TASK STATEMENT →
Which lines in the entries below contain the string "requests"? Show each of them in full.

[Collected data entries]
══════════════════════════════

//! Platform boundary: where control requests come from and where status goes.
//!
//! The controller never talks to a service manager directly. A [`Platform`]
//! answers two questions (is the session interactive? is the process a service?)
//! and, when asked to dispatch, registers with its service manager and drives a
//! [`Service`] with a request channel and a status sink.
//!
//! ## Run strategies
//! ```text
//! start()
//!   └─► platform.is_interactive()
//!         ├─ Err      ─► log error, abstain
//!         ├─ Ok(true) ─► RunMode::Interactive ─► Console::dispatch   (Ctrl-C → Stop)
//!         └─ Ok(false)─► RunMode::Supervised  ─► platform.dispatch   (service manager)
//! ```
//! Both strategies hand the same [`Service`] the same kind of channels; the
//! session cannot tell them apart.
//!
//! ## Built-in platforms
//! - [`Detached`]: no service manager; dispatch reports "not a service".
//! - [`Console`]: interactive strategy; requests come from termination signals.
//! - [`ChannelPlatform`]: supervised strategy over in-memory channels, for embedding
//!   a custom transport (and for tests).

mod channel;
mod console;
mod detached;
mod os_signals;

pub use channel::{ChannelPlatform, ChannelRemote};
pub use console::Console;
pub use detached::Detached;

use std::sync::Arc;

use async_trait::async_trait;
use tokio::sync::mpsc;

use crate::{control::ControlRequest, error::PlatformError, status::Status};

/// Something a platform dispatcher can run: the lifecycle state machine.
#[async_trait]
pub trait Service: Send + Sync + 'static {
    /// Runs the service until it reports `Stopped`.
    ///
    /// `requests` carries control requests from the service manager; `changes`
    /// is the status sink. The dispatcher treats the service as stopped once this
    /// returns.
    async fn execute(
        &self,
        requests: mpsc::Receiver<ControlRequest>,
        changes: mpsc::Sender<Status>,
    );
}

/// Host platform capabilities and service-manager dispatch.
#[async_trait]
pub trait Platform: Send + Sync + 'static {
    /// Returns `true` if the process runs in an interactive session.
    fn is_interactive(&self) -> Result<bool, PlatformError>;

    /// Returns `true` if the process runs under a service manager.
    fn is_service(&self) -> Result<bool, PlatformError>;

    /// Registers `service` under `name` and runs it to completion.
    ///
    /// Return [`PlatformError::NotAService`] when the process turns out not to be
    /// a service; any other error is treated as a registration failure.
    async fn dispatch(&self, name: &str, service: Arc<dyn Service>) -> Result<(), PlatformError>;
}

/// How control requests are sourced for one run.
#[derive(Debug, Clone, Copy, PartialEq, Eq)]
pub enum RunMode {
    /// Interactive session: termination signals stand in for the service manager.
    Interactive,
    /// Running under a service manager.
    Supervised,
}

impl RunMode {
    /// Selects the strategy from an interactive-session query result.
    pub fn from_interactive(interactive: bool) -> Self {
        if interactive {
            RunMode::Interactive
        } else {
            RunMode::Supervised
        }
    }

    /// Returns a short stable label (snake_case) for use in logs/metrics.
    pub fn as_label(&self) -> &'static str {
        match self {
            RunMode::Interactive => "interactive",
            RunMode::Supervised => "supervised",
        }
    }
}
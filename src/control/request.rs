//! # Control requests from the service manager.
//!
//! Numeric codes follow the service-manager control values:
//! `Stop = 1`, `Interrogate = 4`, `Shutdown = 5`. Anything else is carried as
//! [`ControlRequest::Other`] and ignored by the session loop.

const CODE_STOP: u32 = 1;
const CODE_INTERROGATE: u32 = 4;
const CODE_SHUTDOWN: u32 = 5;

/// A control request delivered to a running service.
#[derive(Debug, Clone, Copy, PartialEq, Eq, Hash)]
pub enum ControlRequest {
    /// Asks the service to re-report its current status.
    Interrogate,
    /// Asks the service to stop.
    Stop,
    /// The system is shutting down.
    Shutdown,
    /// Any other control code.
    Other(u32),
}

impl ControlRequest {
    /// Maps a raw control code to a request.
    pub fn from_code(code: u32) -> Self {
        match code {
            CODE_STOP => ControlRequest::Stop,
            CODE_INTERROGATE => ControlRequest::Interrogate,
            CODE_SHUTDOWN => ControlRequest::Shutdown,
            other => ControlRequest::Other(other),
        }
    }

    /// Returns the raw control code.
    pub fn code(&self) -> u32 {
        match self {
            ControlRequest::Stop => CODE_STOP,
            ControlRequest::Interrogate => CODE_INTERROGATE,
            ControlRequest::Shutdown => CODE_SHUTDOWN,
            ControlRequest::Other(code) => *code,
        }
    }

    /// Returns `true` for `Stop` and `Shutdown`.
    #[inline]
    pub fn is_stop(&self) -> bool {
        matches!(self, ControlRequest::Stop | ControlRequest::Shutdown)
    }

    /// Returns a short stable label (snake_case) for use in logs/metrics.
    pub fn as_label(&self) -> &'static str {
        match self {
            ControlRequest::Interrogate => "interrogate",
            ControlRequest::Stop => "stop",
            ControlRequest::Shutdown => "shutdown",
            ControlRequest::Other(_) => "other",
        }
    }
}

══════════════════════════════

RESULT OF THE TASK →
//! Platform boundary: where control requests come from and where status goes.
//! - [`Console`]: interactive strategy; requests come from termination signals.
    /// `requests` carries control requests from the service manager; `changes`
        requests: mpsc::Receiver<ControlRequest>,
/// How control requests are sourced for one run.
//! # Control requests from the service manager.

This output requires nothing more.